Properties / Hotels

China Firm in All-Cash Deal for Starwood Hotels

Anbang Insurance Group is making a $14 billion bid for Starwood, beating rival Marriot’s last bid of $13.6 billion, part cash, part stock.

Mar 29, 2016 | By Staff Writer

When news of Marriot International’s planned acquisition of rival Starwood hotel group broke, it sparked off a ménage-a-trois, with Chinese insurance giant Anbang attempting to crash the party. We haven’t reported on this because the dust had not settled but now, with Anbang Insurance Group making an all-cash $14 billion bid for Starwood, matters look to be settled; Marriot’s last bid was $13.6 billion, part stock, part cash. It doesn’t take a genius to figure out that the Anbang offer beats anything Marriot has on the table, despite widespread reports that the Starwood management prefer Marriot as a suitor.

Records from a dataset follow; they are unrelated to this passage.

//! Prompt compilation.
//!
//! One step definition plus the session inputs become a single base prompt.
//! Sub-stage prompts are derived from the base by appending a hard constraint
//! that restricts the answer to one labeled output section.

mod documents;
mod fields;

pub use documents::{DocumentSource, TextDocument};
pub use fields::{ProjectFields, NOT_AVAILABLE};

use crate::catalog::{StepDefinition, MAX_OUTPUT_SECTIONS};

/// Section labels used when a step declares no output structure.
pub const DEFAULT_SECTIONS: [&str; MAX_OUTPUT_SECTIONS] = [
    "Requirement Table",
    "Reasoning Narrative",
    "Precedent Comparison",
    "Strategic Recommendation",
];

/// Session inputs shared by every step's prompt.
#[derive(Clone, Copy)]
pub struct PromptInputs<'a> {
    /// User-supplied project fields
    pub fields: &'a ProjectFields,

    /// Digest of all previously completed steps
    pub prior_context: &'a str,

    /// Uploaded document, if any
    pub documents: Option<&'a dyn DocumentSource>,
}

/// One constrained generation prompt.
#[derive(Debug, Clone, PartialEq, Eq)]
pub struct SubStagePrompt {
    /// Position within the step
    pub index: usize,

    /// Output section this stage must produce
    pub label: String,

    /// Full prompt text
    pub prompt: String,
}

/// Assembles prompt text.
#[derive(Debug, Clone)]
pub struct PromptCompiler {
    max_passages: usize,
}

impl Default for PromptCompiler {
    fn default() -> Self {
        Self { max_passages: 3 }
    }
}

impl PromptCompiler {
    /// Create a compiler retrieving at most `max_passages` passages per step.
    pub fn new(max_passages: usize) -> Self {
        Self { max_passages }
    }

    /// Build the base analysis prompt for a step.
    pub fn compile_base(&self, def: &StepDefinition, inputs: &PromptInputs<'_>) -> String {
        let mut prompt = String::new();

        prompt.push_str(&format!("You are {}.\n", def.role));
        if !def.goal.is_empty() {
            prompt.push_str(&format!("Goal: {}\n", def.goal));
        }

        prompt.push_str("\n## Project Information\n");
        for (label, value) in inputs.fields.entries() {
            prompt.push_str(&format!("- {label}: {value}\n"));
        }

        let summary = inputs.documents.map(|d| d.summary().trim()).unwrap_or("");
        prompt.push_str("\n## Document Summary\n");
        prompt.push_str(if summary.is_empty() { NOT_AVAILABLE } else { summary });
        prompt.push('\n');

        prompt.push_str("\n## Prior Analysis\n");
        if inputs.prior_context.trim().is_empty() {
            prompt.push_str("No earlier steps have been completed.\n");
        } else {
            prompt.push_str(inputs.prior_context.trim_end());
            prompt.push('\n');
        }

        if !def.tasks.is_empty() {
            prompt.push_str("\n## Tasks\n");
            for (i, task) in def.tasks.iter().enumerate() {
                prompt.push_str(&format!("{}. {task}\n", i + 1));
            }
        }

        prompt.push_str("\n## Output Structure\n");
        for (i, label) in section_labels(def).iter().enumerate() {
            prompt.push_str(&format!("{}. {label}\n", i + 1));
        }

        if !def.constraints.is_empty() || !def.required_phrases.is_empty() {
            prompt.push_str("\n## Constraints\n");
            for constraint in &def.constraints {
                prompt.push_str(&format!("- {constraint}\n"));
            }
            if !def.required_phrases.is_empty() {
                let phrases: Vec<String> =
                    def.required_phrases.iter().map(|p| format!("\"{p}\"")).collect();
                prompt.push_str(&format!("- Use these phrases verbatim: {}\n", phrases.join(", ")));
            }
        }

        if def.tone.is_some() || def.format.is_some() {
            prompt.push_str("\n## Tone and Format\n");
            if let Some(tone) = &def.tone {
                prompt.push_str(&format!("- Tone: {tone}\n"));
            }
            if let Some(format) = &def.format {
                prompt.push_str(&format!("- Format: {format}\n"));
            }
        }

        if let Some(section) = self.passages_section(def, inputs) {
            prompt.push_str(&section);
        }

        prompt
    }

    /// Retrieved passages as a labeled section, or `None` when the step
    /// declares no search, nothing matched, or retrieval failed.
    fn passages_section(&self, def: &StepDefinition, inputs: &PromptInputs<'_>) -> Option<String> {
        let query = def.search_query()?;
        let documents = inputs.documents?;
        let limit = def
            .document_search
            .as_ref()
            .and_then(|s| s.limit)
            .map_or(self.max_passages, |l| l.min(self.max_passages));

        let passages = match documents.search(query, limit) {
            Ok(passages) => passages,
            Err(e) => {
                tracing::warn!(step = def.id, error = %e, "Document search failed, section omitted");
                return None;
            }
        };
        if passages.is_empty() {
            return None;
        }

        let mut section = String::from("\n## Reference Passages\n");
        for (i, passage) in passages.iter().take(limit).enumerate() {
            section.push_str(&format!("[{}] {}\n", i + 1, passage.trim()));
        }
        Some(section)
    }

    /// Derive the `index`-th sub-stage prompt from a base prompt.
    ///
    /// Returns `None` past the last possible stage.
    pub fn compile_sub_stage(
        base: &str,
        def: &StepDefinition,
        index: usize,
    ) -> Option<SubStagePrompt> {
        let label = def
            .output_structure
            .get(index)
            .cloned()
            .or_else(|| DEFAULT_SECTIONS.get(index).map(|s| (*s).to_string()))?;

        let total = stage_count(def);
        let prompt = format!(
            "{base}\n## Stage {} of {total}: {label}\n\
             HARD CONSTRAINT: Write ONLY the section titled \"{label}\". \
             Do not produce any other section, preamble, or closing remarks.\n",
            index + 1,
        );

        Some(SubStagePrompt { index, label, prompt })
    }

    /// Every sub-stage prompt for a step, in declaration order.
    pub fn compile_sub_stages(base: &str, def: &StepDefinition) -> Vec<SubStagePrompt> {
        (0..stage_count(def)).filter_map(|i| Self::compile_sub_stage(base, def, i)).collect()
    }
}

/// Number of sub-stages a step runs.
pub fn stage_count(def: &StepDefinition) -> usize {
    if def.output_structure.is_empty() {
        DEFAULT_SECTIONS.len()
    } else {
        def.output_structure.len().min(MAX_OUTPUT_SECTIONS)
    }
}

/// Output section labels a step produces.
pub fn section_labels(def: &StepDefinition) -> Vec<String> {
    if def.output_structure.is_empty() {
        DEFAULT_SECTIONS.iter().map(|s| (*s).to_string()).collect()
    } else {
        def.output_structure.iter().take(MAX_OUTPUT_SECTIONS).cloned().collect()
    }
}

#[cfg(test)]
mod tests {
    use super::*;
    use crate::catalog::{DefinitionSet, DocumentSearch, StepCatalog};

    struct FailingDocs;

    impl DocumentSource for FailingDocs {
        fn summary(&self) -> &str {
            "Brief from the owner."
        }

        fn search(&self, _query: &str, _limit: usize) -> anyhow::Result<Vec<String>> {
            anyhow::bail!("index offline")
        }
    }

    fn definition() -> StepDefinition {
        let yaml = r#"
steps:
  - id: site_analysis
    role: an urban analyst
    goal: Understand the site
    tasks: [Describe access, Describe climate]
    output_structure: [Site Table, Site Narrative]
    required_phrases: [site potential]
    constraints: [Cite sources]
    tone: Professional
    format: Markdown
    document_search:
      query: river zoning
"#;
        DefinitionSet::from_yaml_str(yaml).unwrap().get("site_analysis").cloned().unwrap()
    }

    #[test]
    fn test_base_sections_in_fixed_order() {
        let fields = ProjectFields { owner: Some("ACME".into()), ..Default::default() };
        let docs = TextDocument::new("Intro.\n\nThe river frontage has zoning limits.");
        let inputs =
            PromptInputs { fields: &fields, prior_context: "", documents: Some(&docs) };

        let prompt = PromptCompiler::default().compile_base(&definition(), &inputs);

        let order = [
            "You are an urban analyst.",
            "## Project Information",
            "## Document Summary",
            "## Prior Analysis",
            "## Tasks",
            "## Output Structure",
            "## Constraints",
            "## Tone and Format",
            "## Reference Passages",
        ];
        let positions: Vec<usize> = order.iter().map(|s| prompt.find(s).unwrap()).collect();
        assert!(positions.windows(2).all(|w| w[0] < w[1]));

        assert!(prompt.contains("- Owner: ACME\n"));
        assert!(prompt.contains("## Tone and Format\n- Tone: Professional\n- Format: Markdown\n"));
        assert!(prompt.contains(&format!("- Site location: {NOT_AVAILABLE}")));
        assert!(prompt.contains("\"site potential\""));
        assert!(prompt.contains("The river frontage has zoning limits."));
    }

    #[test]
    fn test_retrieval_failure_omits_section() {
        let fields = ProjectFields::default();
        let inputs = PromptInputs { fields: &fields, prior_context: "", documents: Some(&FailingDocs) };

        let prompt = PromptCompiler::default().compile_base(&definition(), &inputs);
        assert!(!prompt.contains("## Reference Passages"));
        assert!(prompt.contains("Brief from the owner."));
    }

    #[test]
    fn test_passage_limit_capped() {
        let mut def = definition();
        def.document_search = Some(DocumentSearch { query: Some("zoning".into()), limit: Some(10) });
        let text = (0..6).map(|i| format!("zoning rule {i}")).collect::<Vec<_>>().join("\n\n");
        let docs = TextDocument::new(&text);
        let fields = ProjectFields::default();
        let inputs = PromptInputs { fields: &fields, prior_context: "", documents: Some(&docs) };

        let prompt = PromptCompiler::new(2).compile_base(&def, &inputs);
        assert!(prompt.contains("[2] zoning rule 1"));
        assert!(!prompt.contains("[3]"));
    }

    #[test]
    fn test_prior_context_included() {
        let fields = ProjectFields::default();
        let inputs = PromptInputs {
            fields: &fields,
            prior_context: "## [1] Project Overview\nSummary: offices",
            documents: None,
        };
        let prompt = PromptCompiler::default().compile_base(&definition(), &inputs);
        assert!(prompt.contains("Summary: offices"));
        assert!(!prompt.contains("No earlier steps"));
    }

    #[test]
    fn test_two_declared_sections_give_two_stages() {
        let def = definition();
        let stages = PromptCompiler::compile_sub_stages("BASE", &def);
        assert_eq!(stages.len(), 2);
        assert_eq!(stages[0].label, "Site Table");
        assert_eq!(stages[1].label, "Site Narrative");
        assert!(stages[0].prompt.starts_with("BASE"));
        assert!(stages[1].prompt.contains("Write ONLY the section titled \"Site Narrative\""));
    }

    #[test]
    fn test_no_declaration_gives_four_default_stages() {
        let step = StepCatalog::builtin().find("market_research").unwrap();
        let def = StepDefinition::fallback_for(step);
        let stages = PromptCompiler::compile_sub_stages("BASE", &def);
        let labels: Vec<&str> = stages.iter().map(|s| s.label.as_str()).collect();
        assert_eq!(labels, DEFAULT_SECTIONS.to_vec());
    }

    #[test]
    fn test_sub_stage_index_falls_back_to_default_label() {
        let def = definition();
        let stage = PromptCompiler::compile_sub_stage("BASE", &def, 3).unwrap();
        assert_eq!(stage.label, "Strategic Recommendation");
        assert!(PromptCompiler::compile_sub_stage("BASE", &def, 4).is_none());
    }
}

The Marriot-Starwood deal would have created the world’s largest hotel group but instead, it seems like the owner of the Waldorf-Astoria in New York (that’s right, Anbang owns this icon) is about to take ownership of the Westin, Sheraton, St. Regis and W Hotel brands, along with the Luxury Collection hotels. UPI reports that the Anbang-Starwood deal would face both US regulatory hurdles (so would the Marriot deal to be fair) and a Chinese law forbidding local insurance firms from investing more than 15% of assets outside the country.

Starwood shareholders convene April 8 to make their decision; if rejected, Marriot has a pretty sweet kill fee of $400 million just to walk away.